Report: Kreator – 03/02/09, Milano
Milano è la roccaforte italiana dei Kreator, che tra festival e tour individuali non rinunciano mai alla tappa meneghina. A meno di un mese dall’uscita di Hordes of Chaos, album che ha evidenziato pregi e limiti di una formazione blasonata, il Rolling Stone apre i battenti per una serata all’insegna del thrash metal… e non solo. Al Chaos Over Europe tour partecipano anche Emergency Gate, Eluveitie e Caliban: un carrozzone variopinto, forse troppo per una platea d’irriducibili thrasher. Il pubblico non gradisce e si divide tra curiosi e indifferenti – la maggioranza – in attesa degli headliner; un monito per chi si ostina a “imporre” abbinamenti di dubbio gusto, che scontentano potenziali acquirenti e penalizzano le band di supporto.
Federico Mahmoud
Mancati per un soffio i bavaresi Emergency Gate (tagliati fuori da un running order discutibile), la cronaca della serata ha inizio con lo show di Eluveitie. Chi scrive non può definirsi appassionato, né tantomeno intenditore delle sonorità proposte dagli elvetici, ma ha ben chiara la differenza tra una band con gli attributi e un manipolo di onesti mestieranti. Il gruppo svizzero, otto elementi tra batteria, chitarre e strumenti della tradizione, rientra nella prima categoria. Incitati da un cordone di fan rumorosi, assiepati nelle prime file, gli Eluveitie sono protagonisti di un’esibizione applaudita e trascinante, per quanto limitata nelle movenze da un palcoscenico inadatto a cotanto “affollamento”. Tra i brani più acclamati come non citare Bloodstained Ground, archetipo di folk metal dalle tinte death, o la più catchy Inis Mona, dalle melodie ammiccanti e festose. Contro ogni pronostico, la banda di Chrigel Glanzmann vince lo scetticismo generale e si ritaglia uno spazio importante, guadagnando senza dubbio l’attenzione dei neofiti. Potranno piacere o meno, ma non passano certo inosservati.

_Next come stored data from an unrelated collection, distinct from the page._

//! Saving records out as YAML events
//!
//! Saving mirrors loading: the schema is walked top-down alongside the data,
//! with an explicit task stack instead of recursion.  Whatever the schema
//! says about a value is checked again here, so data which was built by
//! hand rather than loaded cannot produce a document which would fail to
//! load back.

use crate::binder::{self, ScalarKind, Value};
use crate::config::Config;
use crate::error::{Error, ErrorKind, PathSegment, YamlPath};
use crate::event::{Event, EventSink, ScalarStyle, Style};
use crate::record::{Link, Record, Target};
use crate::scalar;
use crate::schema::{Kind, NodeFlags, Schema, SchemaNode, SequenceSchema};

/// Where the data for a value is found
#[derive(Copy, Clone)]
enum Place<'a> {
    /// At an offset within a record
    Inline(&'a Record, usize),
    /// Behind a pointer slot, which may never have been set
    Linked(Option<&'a Link>),
}

fn place_of<'a>(node: &SchemaNode, record: &'a Record, offset: usize) -> Place<'a> {
    if node.is_pointer() {
        Place::Linked(record.link(offset))
    } else {
        Place::Inline(record, offset)
    }
}

enum Task<'a> {
    Value {
        node: &'a SchemaNode,
        place: Place<'a>,
        count: usize,
        segment: Option<PathSegment>,
    },
    Emit(Event),
    Leave,
}

fn invalid(message: String) -> Error {
    Error::new(ErrorKind::InvalidValue).with_message(message)
}

fn plain(text: String) -> Event {
    Event::Scalar {
        value: text,
        style: ScalarStyle::Plain,
        anchor: None,
    }
}

/// The layout a collection is written with
///
/// `FLOW_STYLE` wins over `BLOCK_STYLE`; with neither, the configuration's
/// default applies.
fn style_of(node: &SchemaNode, config: &Config) -> Style {
    let flags = node.node_flags();
    if flags.contains(NodeFlags::FLOW_STYLE) {
        Style::Flow
    } else if flags.contains(NodeFlags::BLOCK_STYLE) {
        Style::Block
    } else {
        config.default_style
    }
}

fn read_signed(record: &Record, offset: usize, size: usize) -> Result<i64, Error> {
    match binder::read_value(record, offset, size, ScalarKind::Int)? {
        Value::Int(v) => Ok(v),
        other => Err(invalid(format!("read {:?} for a signed integer", other))),
    }
}

fn read_unsigned(record: &Record, offset: usize, size: usize) -> Result<u64, Error> {
    match binder::read_value(record, offset, size, ScalarKind::Uint)? {
        Value::Uint(v) => Ok(v),
        other => Err(invalid(format!("read {:?} for an unsigned integer", other))),
    }
}

fn check_length(text: &str, min: usize, max: usize) -> Result<(), Error> {
    if text.len() < min {
        Err(Error::new(ErrorKind::StringLengthMin).with_message(format!(
            "length {} is below minimum {}",
            text.len(),
            min
        )))
    } else if text.len() > max {
        Err(Error::new(ErrorKind::StringLengthMax).with_message(format!(
            "length {} is above maximum {}",
            text.len(),
            max
        )))
    } else {
        Ok(())
    }
}

fn check_count(seq: &SequenceSchema, count: usize) -> Result<(), Error> {
    if count < seq.min() {
        Err(Error::new(ErrorKind::SequenceEntriesMin).with_message(format!(
            "{} entries, at least {} needed",
            count,
            seq.min()
        )))
    } else if count > seq.max() {
        Err(Error::new(ErrorKind::SequenceEntriesMax).with_message(format!(
            "{} entries, at most {} allowed",
            count,
            seq.max()
        )))
    } else {
        Ok(())
    }
}

struct Saver<'a, 'c, K> {
    config: &'c Config,
    sink: K,
    path: YamlPath,
    stack: Vec<Task<'a>>,
}

impl<'a, 'c, K: EventSink> Saver<'a, 'c, K> {
    fn emit(&mut self, event: Event) -> Result<(), Error> {
        tracing::trace!(?event, "save event");
        self.sink.emit(event)
    }

    fn run(&mut self, root: &'a SchemaNode, target: &'a Target) -> Result<(), Error> {
        let explicit = self.config.emit_document_delimiters;
        self.emit(Event::DocumentStart { explicit })?;
        self.stack.push(Task::Emit(Event::DocumentEnd { explicit }));
        self.stack.push(Task::Value {
            node: root,
            place: Place::Linked(Some(target.root())),
            count: target.seq_count(),
            segment: None,
        });
        while let Some(task) = self.stack.pop() {
            match task {
                Task::Emit(event) => self.emit(event)?,
                Task::Leave => {
                    self.path.pop();
                }
                Task::Value {
                    node,
                    place,
                    count,
                    segment,
                } => {
                    if let Some(segment) = segment {
                        self.path.push(segment);
                        self.stack.push(Task::Leave);
                    }
                    self.value(node, place, count)?;
                }
            }
        }
        Ok(())
    }

    fn value(&mut self, node: &'a SchemaNode, place: Place<'a>, count: usize) -> Result<(), Error> {
        let (record, offset) = match place {
            Place::Inline(record, offset) => (record, offset),
            Place::Linked(None) | Place::Linked(Some(Link::Null)) => {
                return self.null(node, count)
            }
            Place::Linked(Some(Link::Text(text))) => return self.linked_text(node, text),
            Place::Linked(Some(Link::Block(record))) => (record, 0),
        };
        let size = node.data_size();
        match node.kind() {
            Kind::Ignore => {}
            Kind::Int => {
                let v = read_signed(record, offset, size)?;
                self.emit(plain(v.to_string()))?;
            }
            Kind::Uint => {
                let v = read_unsigned(record, offset, size)?;
                self.emit(plain(v.to_string()))?;
            }
            Kind::Bool => {
                let v = match binder::read_value(record, offset, size, ScalarKind::Bool)? {
                    Value::Bool(v) => v,
                    other => return Err(invalid(format!("read {:?} for a boolean", other))),
                };
                self.emit(plain(v.to_string()))?;
            }
            Kind::Float => {
                let v = match binder::read_value(record, offset, size, ScalarKind::Float)? {
                    Value::Float(v) => v,
                    other => return Err(invalid(format!("read {:?} for a float", other))),
                };
                self.emit(plain(scalar::format_float(v, size)))?;
            }
            Kind::String { min, max } => {
                if node.is_pointer() {
                    return Err(invalid("string pointer holds a region".into()));
                }
                let text = binder::read_inline_str(record, offset, size)?;
                check_length(text, *min, *max)?;
                self.emit(Event::scalar(text))?;
            }
            Kind::Enum(values) => {
                let v = read_signed(record, offset, size)?;
                let event = match values.iter().find(|e| e.value == v) {
                    Some(e) => Event::scalar(e.name.as_str()),
                    None if node.is_strict() => {
                        return Err(invalid(format!("{} is not a named enum value", v)))
                    }
                    None => plain(v.to_string()),
                };
                self.emit(event)?;
            }
            Kind::Flags(values) => {
                let v = read_unsigned(record, offset, size)?;
                let mut rest = v;
                let style = style_of(node, self.config);
                self.emit(Event::SequenceStart {
                    anchor: None,
                    style,
                })?;
                for flag in values {
                    if flag.value != 0 && v & flag.value == flag.value {
                        rest &= !flag.value;
                        self.emit(Event::scalar(flag.name.as_str()))?;
                    }
                }
                if rest != 0 {
                    if node.is_strict() {
                        return Err(invalid(format!("bits {:#x} have no flag names", rest)));
                    }
                    self.emit(plain(rest.to_string()))?;
                }
                self.emit(Event::SequenceEnd)?;
            }
            Kind::Bitfield(bits) => {
                let v = read_unsigned(record, offset, size)?;
                let style = style_of(node, self.config);
                self.emit(Event::MappingStart {
                    anchor: None,
                    style,
                })?;
                for bit in bits {
                    self.emit(Event::scalar(bit.name.as_str()))?;
                    let field = (v >> bit.offset) & bit.max_value();
                    self.emit(plain(field.to_string()))?;
                }
                self.emit(Event::MappingEnd)?;
            }
            Kind::Mapping(fields) => {
                let style = style_of(node, self.config);
                self.stack.push(Task::Emit(Event::MappingEnd));
                for field in fields.iter().rev() {
                    let value = field.value();
                    if matches!(value.kind(), Kind::Ignore) {
                        continue;
                    }
                    let place = place_of(value, record, offset + field.data_offset());
                    if value.is_optional() && matches!(place, Place::Linked(None)) {
                        continue;
                    }
                    let count = match field.count() {
                        Some(count) => {
                            let n = read_unsigned(record, offset + count.offset, count.size)?;
                            usize::try_from(n).map_err(|_| {
                                Error::new(ErrorKind::BadParamSeqCount)
                                    .with_message(format!("count {} for `{}`", n, field.key()))
                            })?
                        }
                        None => 0,
                    };
                    self.stack.push(Task::Value {
                        node: value,
                        place,
                        count,
                        segment: Some(PathSegment::Key(field.key().into())),
                    });
                    self.stack.push(Task::Emit(Event::scalar(field.key())));
                }
                self.emit(Event::MappingStart {
                    anchor: None,
                    style,
                })?;
            }
            Kind::Sequence(seq) | Kind::SequenceFixed(seq) => {
                let count = if matches!(node.kind(), Kind::SequenceFixed(_)) {
                    seq.min()
                } else {
                    check_count(seq, count)?;
                    count
                };
                let stride = seq.stride();
                let end = count
                    .checked_mul(stride)
                    .and_then(|needed| needed.checked_add(offset));
                if end.map_or(true, |end| end > record.len()) {
                    return Err(Error::new(ErrorKind::BadParamSeqCount).with_message(format!(
                        "{} entries of {} bytes do not fit in {} bytes",
                        count,
                        stride,
                        record.len().saturating_sub(offset)
                    )));
                }
                let style = style_of(node, self.config);
                self.stack.push(Task::Emit(Event::SequenceEnd));
                let entry = seq.entry();
                for index in (0..count).rev() {
                    self.stack.push(Task::Value {
                        node: entry,
                        place: place_of(entry, record, offset + index * stride),
                        count: 0,
                        segment: Some(PathSegment::Index(index)),
                    });
                }
                self.emit(Event::SequenceStart {
                    anchor: None,
                    style,
                })?;
            }
        }
        Ok(())
    }

    fn null(&mut self, node: &SchemaNode, count: usize) -> Result<(), Error> {
        match node.kind() {
            Kind::Sequence(_) if count > 0 => Err(Error::new(ErrorKind::BadParamNullData)
                .with_message(format!("sequence of {} entries has no data", count))),
            _ if node.is_nullable() => self.emit(plain(scalar::null_text(node).into())),
            Kind::Sequence(seq) => {
                check_count(seq, 0)?;
                let style = style_of(node, self.config);
                self.emit(Event::SequenceStart {
                    anchor: None,
                    style,
                })?;
                self.emit(Event::SequenceEnd)
            }
            kind => Err(Error::new(ErrorKind::BadParamNullData)
                .with_message(format!("{} is null but not nullable", kind.name()))),
        }
    }

    fn linked_text(&mut self, node: &SchemaNode, text: &str) -> Result<(), Error> {
        match node.kind() {
            Kind::String { min, max } => {
                check_length(text, *min, *max)?;
                self.emit(Event::scalar(text))
            }
            kind => Err(invalid(format!("{} pointer holds a string", kind.name()))),
        }
    }
}

/// Save `target` as one document of events into `sink`
///
/// The target is only read.  If an error is returned, some events may
/// already have been delivered to the sink.
///
/// ```
/// use shaped_yaml::event::Event;
/// use shaped_yaml::{save, Config, FieldSchema, NodeFlags, Record, Schema, SchemaNode, Target};
///
/// let schema = Schema::new(
///     SchemaNode::mapping(4, vec![FieldSchema::new("port", 0, SchemaNode::uint(2))])
///         .with_flags(NodeFlags::POINTER),
/// )
/// .unwrap();
/// let mut record = Record::new(4);
/// record.set_u16(0, 8080).unwrap();
/// let mut events = Vec::new();
/// save(&schema, &Target::from_record(record), &mut events, &Config::default()).unwrap();
/// assert_eq!(events[2], Event::scalar("port"));
/// ```
pub fn save<K: EventSink>(
    schema: &Schema,
    target: &Target,
    sink: K,
    config: &Config,
) -> Result<(), Error> {
    let root = schema.root();
    if !root.is_pointer() {
        return Err(Error::new(ErrorKind::TopLevelNonPointer));
    }
    if !matches!(root.kind(), Kind::Sequence(_)) && target.seq_count() != 0 {
        return Err(Error::new(ErrorKind::BadParamSeqCount).with_message(format!(
            "count {} given for a {}",
            target.seq_count(),
            root.kind().name()
        )));
    }
    tracing::debug!(kind = root.kind().name(), "saving document");
    let mut saver = Saver {
        config,
        sink,
        path: YamlPath::root(),
        stack: Vec::new(),
    };
    match saver.run(root, target) {
        Ok(()) => {
            tracing::debug!("document saved");
            Ok(())
        }
        Err(err) => {
            tracing::debug!(error = %err, "document failed to save");
            if err.path().is_root() {
                Err(err.with_path(saver.path))
            } else {
                Err(err)
            }
        }
    }
}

“Siete peggio dei francesi”. Musica e parole di Andreas Dörner, voce dei Caliban, seccato dalla (prevedibile) freddezza del pubblico milanese. Tedeschi, di Essen proprio come i Kreator, ma le analogie finiscono qui: non ci voleva un mago per accorgersi che i Caliban, icone metalcore con gel da copertina e breakdown facili facili, non avrebbero funzionato come spalla. Specialmente in Italia. Il silenzio assordante dei presenti, rotto soltanto dall’entusiasmo di una sparuta minoranza, fa da cornice a uno show tutto sommato discreto, per quanto carente sul piano scenico; non basta un paio di led ipnotici per camuffare la staticità della band. Nulla da eccepire sotto il profilo squisitamente tecnico, sebbene il repertorio eseguito rinunci in partenza all’effetto sorpresa: uptempo – breakdown – uptempo, lo schema si ripete ciclicamente. Il gruppo si prodiga per accattivarsi le prime file, ma la civile indifferenza della platea – già proiettata all’esibizione degli headliner – suggerirà la “battuta” incriminata. Fuori posto.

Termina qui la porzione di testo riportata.